Wikipedia defines “attention economy” as “an approach to the management of information as a scarce commodity”. Davenport and Beck claim that attention is “focused mental engagement on a particular item of information” (Wikipedia contributors, 2019).
The scarcity of a resource denotes its value. Attention has become a scarce commodity based on the vast amount of information available. Average consumers are bombarded by exposure and networks. As marketers predict revenue by click-through rates, campaigns are increasingly targeted and commercial efforts have become precise.
Crogan and Kinsley (2012) address the “economization” of our cognitive capacities on which such attention economy is based. They claim that a reconstitution of capitalism occurs with the emergence of “immaterial labour” where the notion of time shifts as an aspect of physical productivity to one of attention. As such, what we spend our time on (doing) and what we focus on are increasingly intangible yet, profitable.

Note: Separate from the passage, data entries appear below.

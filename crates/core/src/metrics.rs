//! Prometheus metrics for core components.
//!
//! This module provides metrics for:
//! - Workflow runs (outcomes, rejected inputs, durations)
//! - Activity calls made through the local runtime

use once_cell::sync::Lazy;
use prometheus::{HistogramOpts, HistogramVec, IntCounter, IntCounterVec, Opts};

// =============================================================================
// Workflow runs
// =============================================================================

/// Completed runs by outcome.
pub static RUNS_TOTAL: Lazy<IntCounterVec> = Lazy::new(|| {
    IntCounterVec::new(
        Opts::new("preprocessing_runs_total", "Total completed workflow runs"),
        &["outcome"], // "success", "system_error", "content_error"
    )
    .unwrap()
});

/// Runs rejected because of malformed parameters.
pub static RUNS_REJECTED: Lazy<IntCounter> = Lazy::new(|| {
    IntCounter::new(
        "preprocessing_runs_rejected_total",
        "Total runs rejected with a non-retryable input error",
    )
    .unwrap()
});

/// Runs served entirely from recorded history.
pub static RUNS_REPLAYED: Lazy<IntCounter> = Lazy::new(|| {
    IntCounter::new(
        "preprocessing_runs_replayed_total",
        "Total runs resumed from recorded history",
    )
    .unwrap()
});

/// Run duration in seconds.
pub static RUN_DURATION: Lazy<HistogramVec> = Lazy::new(|| {
    HistogramVec::new(
        HistogramOpts::new(
            "preprocessing_run_duration_seconds",
            "Duration of workflow runs",
        )
        .buckets(vec![0.1, 0.5, 1.0, 5.0, 15.0, 30.0, 60.0, 120.0, 300.0]),
        &["outcome"],
    )
    .unwrap()
});

// =============================================================================
// Activities
// =============================================================================

/// Activity call duration in seconds.
pub static ACTIVITY_DURATION: Lazy<HistogramVec> = Lazy::new(|| {
    HistogramVec::new(
        HistogramOpts::new(
            "preprocessing_activity_duration_seconds",
            "Duration of activity calls",
        )
        .buckets(vec![0.05, 0.25, 1.0, 5.0, 15.0, 60.0, 120.0, 300.0]),
        &["activity", "status"], // status: "success", "error"
    )
    .unwrap()
});

/// Activity attempts total.
pub static ACTIVITY_ATTEMPTS: Lazy<IntCounterVec> = Lazy::new(|| {
    IntCounterVec::new(
        Opts::new(
            "preprocessing_activity_attempts_total",
            "Total activity attempts, retries included",
        ),
        &["activity"],
    )
    .unwrap()
});

/// Activity timeouts total.
pub static ACTIVITY_TIMEOUTS: Lazy<IntCounterVec> = Lazy::new(|| {
    IntCounterVec::new(
        Opts::new(
            "preprocessing_activity_timeouts_total",
            "Total activity calls that hit their schedule-to-close timeout",
        ),
        &["activity"],
    )
    .unwrap()
});

// =============================================================================
// Helper functions
// =============================================================================

/// Get all core metrics for registration in a registry.
pub fn all_metrics() -> Vec<Box<dyn prometheus::core::Collector>> {
    vec![
        // Runs
        Box::new(RUNS_TOTAL.clone()),
        Box::new(RUNS_REJECTED.clone()),
        Box::new(RUNS_REPLAYED.clone()),
        Box::new(RUN_DURATION.clone()),
        // Activities
        Box::new(ACTIVITY_DURATION.clone()),
        Box::new(ACTIVITY_ATTEMPTS.clone()),
        Box::new(ACTIVITY_TIMEOUTS.clone()),
    ]
}
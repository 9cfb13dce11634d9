mod loader;
mod types;
mod validate;

pub use loader::*;
pub use types::*;
pub use validate::*;

use std::path::PathBuf;

use thiserror::Error;

#[derive(Debug, Error)]
pub enum ConfigError {
    #[error("configuration file not found: {0}")]
    FileNotFound(String),

    #[error("config file \"{name}\" not found in {paths:?}")]
    NotFound { name: String, paths: Vec<PathBuf> },

    #[error("failed to read configuration file: {0}")]
    ParseError(String),

    #[error(transparent)]
    Invalid(#[from] ValidationErrors),
}

impl ConfigError {
    /// Whether a configuration file was located before the error occurred.
    pub fn file_found(&self) -> bool {
        !matches!(self, Self::FileNotFound(_) | Self::NotFound { .. })
    }
}
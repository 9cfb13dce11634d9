use std::fmt;

use chrono::{DateTime, Utc};
use serde::{Deserialize, Serialize};

use super::event::{Event, EventOutcome};

/// Position of an event inside the [`EventLog`] that created it.
#[derive(Debug, Clone, Copy, PartialEq, Eq, Hash)]
pub struct EventHandle(usize);

/// Append-only, ordered sequence of events owned by a single run.
///
/// Events are only ever appended; existing entries can be completed through
/// their handle but never removed or reordered.
#[derive(Debug, Clone, Default, PartialEq, Eq, Serialize, Deserialize)]
#[serde(transparent)]
pub struct EventLog {
    events: Vec<Event>,
}

impl EventLog {
    pub fn new() -> Self {
        Self::default()
    }

    /// Append a new unspecified event and return its handle.
    pub fn start(&mut self, now: DateTime<Utc>, name: impl Into<String>) -> EventHandle {
        self.events.push(Event::new(now, name));
        EventHandle(self.events.len() - 1)
    }

    /// Complete the event behind `handle`. See [`Event::complete`].
    pub fn complete(
        &mut self,
        handle: EventHandle,
        now: DateTime<Utc>,
        outcome: EventOutcome,
        message: impl fmt::Display,
    ) -> &Event {
        self.events[handle.0].complete(now, outcome, message)
    }

    pub fn succeed(
        &mut self,
        handle: EventHandle,
        now: DateTime<Utc>,
        message: impl fmt::Display,
    ) -> &Event {
        self.complete(handle, now, EventOutcome::Success, message)
    }

    pub fn get(&self, handle: EventHandle) -> &Event {
        &self.events[handle.0]
    }

    pub fn last(&self) -> Option<&Event> {
        self.events.last()
    }

    pub fn iter(&self) -> std::slice::Iter<'_, Event> {
        self.events.iter()
    }

    pub fn len(&self) -> usize {
        self.events.len()
    }

    pub fn is_empty(&self) -> bool {
        self.events.is_empty()
    }

    /// True when every event completed successfully.
    pub fn all_succeeded(&self) -> bool {
        self.events.iter().all(Event::is_success)
    }

    /// First event that completed with anything but success.
    pub fn first_failure(&self) -> Option<&Event> {
        self.events
            .iter()
            .find(|e| e.is_completed() && !e.is_success())
    }
}

impl<'a> IntoIterator for &'a EventLog {
    type Item = &'a Event;
    type IntoIter = std::slice::Iter<'a, Event>;

    fn into_iter(self) -> Self::IntoIter {
        self.iter()
    }
}

#[cfg(test)]
mod tests {
    use super::*;
    use chrono::{Duration, TimeZone};

    fn t0() -> DateTime<Utc> {
        Utc.with_ymd_and_hms(2024, 6, 6, 14, 48, 12).unwrap()
    }

    #[test]
    fn test_start_appends_in_order() {
        let mut log = EventLog::new();
        let first = log.start(t0(), "first");
        let second = log.start(t0() + Duration::seconds(1), "second");

        assert_eq!(log.len(), 2);
        assert_eq!(log.get(first).name, "first");
        assert_eq!(log.get(second).name, "second");
        let names: Vec<&str> = log.iter().map(|e| e.name.as_str()).collect();
        assert_eq!(names, vec!["first", "second"]);
    }

    #[test]
    fn test_complete_by_handle() {
        let mut log = EventLog::new();
        let first = log.start(t0(), "first");
        let second = log.start(t0(), "second");

        log.complete(
            second,
            t0() + Duration::seconds(2),
            EventOutcome::SystemFailure,
            format_args!("System error: {}", "boom"),
        );
        log.succeed(first, t0() + Duration::seconds(3), "done");

        assert!(log.get(first).is_success());
        assert_eq!(log.get(second).outcome, EventOutcome::SystemFailure);
        assert_eq!(log.get(second).message, "System error: boom");
        assert!(!log.all_succeeded());
        assert_eq!(log.first_failure().map(|e| e.name.as_str()), Some("second"));
        assert_eq!(log.last().map(|e| e.name.as_str()), Some("second"));
    }

    #[test]
    fn test_empty_log_all_succeeded() {
        let log = EventLog::new();
        assert!(log.is_empty());
        assert!(log.all_succeeded());
        assert!(log.first_failure().is_none());
    }

    #[test]
    fn test_pending_event_is_not_a_failure() {
        let mut log = EventLog::new();
        log.start(t0(), "pending");
        assert!(log.first_failure().is_none());
        assert!(!log.all_succeeded());
    }

    #[test]
    #[should_panic(expected = "completed twice")]
    fn test_double_completion_through_log_panics() {
        let mut log = EventLog::new();
        let handle = log.start(t0(), "once");
        log.succeed(handle, t0(), "ok");
        log.succeed(handle, t0(), "again");
    }

    #[test]
    fn test_serializes_as_sequence() {
        let mut log = EventLog::new();
        let handle = log.start(t0(), "Bag SIP");
        log.succeed(handle, t0(), "SIP has been bagged");

        let json = serde_json::to_value(&log).unwrap();
        assert!(json.is_array());
        assert_eq!(json[0]["name"], "Bag SIP");

        let parsed: EventLog = serde_json::from_value(json).unwrap();
        assert_eq!(parsed, log);
    }
}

Crogan and Kinsley (2012) reference four ways that attention is “commodified, quantified and trained”; one of them is via the internet as a “mediator of contemporary intellectual and social activities”, which they identify as a “threat to our mental capacities” (Crogan and Kingsley, 2012, p. 4). Nicholas Carr (2008) agrees that longterm engagement with the Net depletes “concentration and contemplation” abilities. Both Harris (2016) and Morgans (2017) attribute the Net’s tampering with our brains via a calculated design of content delivery. We become addicted to the interaction. More importantly, according to Carr (2008), our brains are rewired in a manner that weakens the “higher cognitive faculties”.
Attention therefore, represents shorter intervals of focus no longer associated with deep thought. So what kind of economic benefits would this type of attention manifest for corporations? If the internet promotes what Carr (2008) refers to as mental habits of “staccato” quality, then what becomes the foundation in such “attention economy”?
References
Carr, N. (2008, July 1). Is Google Making Us Stupid? What the Internet Is Doing to Our Brains. Atlantic Magazine. Retrieved from https://www.theatlantic.com/magazine/archive/2008/07/is-google-making-us-stupid/306868/
Crogan, P., & Kinsley, S. (2012). Paying attention: Towards a critique of the attention economy. Culture Machine, 13, 1-29.
Harris, T. (2016, July 27). The slot machine in your pocket. Speigel Online.
Morgans, J. (2017, May 19). The secret ways social media is built for addiction. Vice Magazine.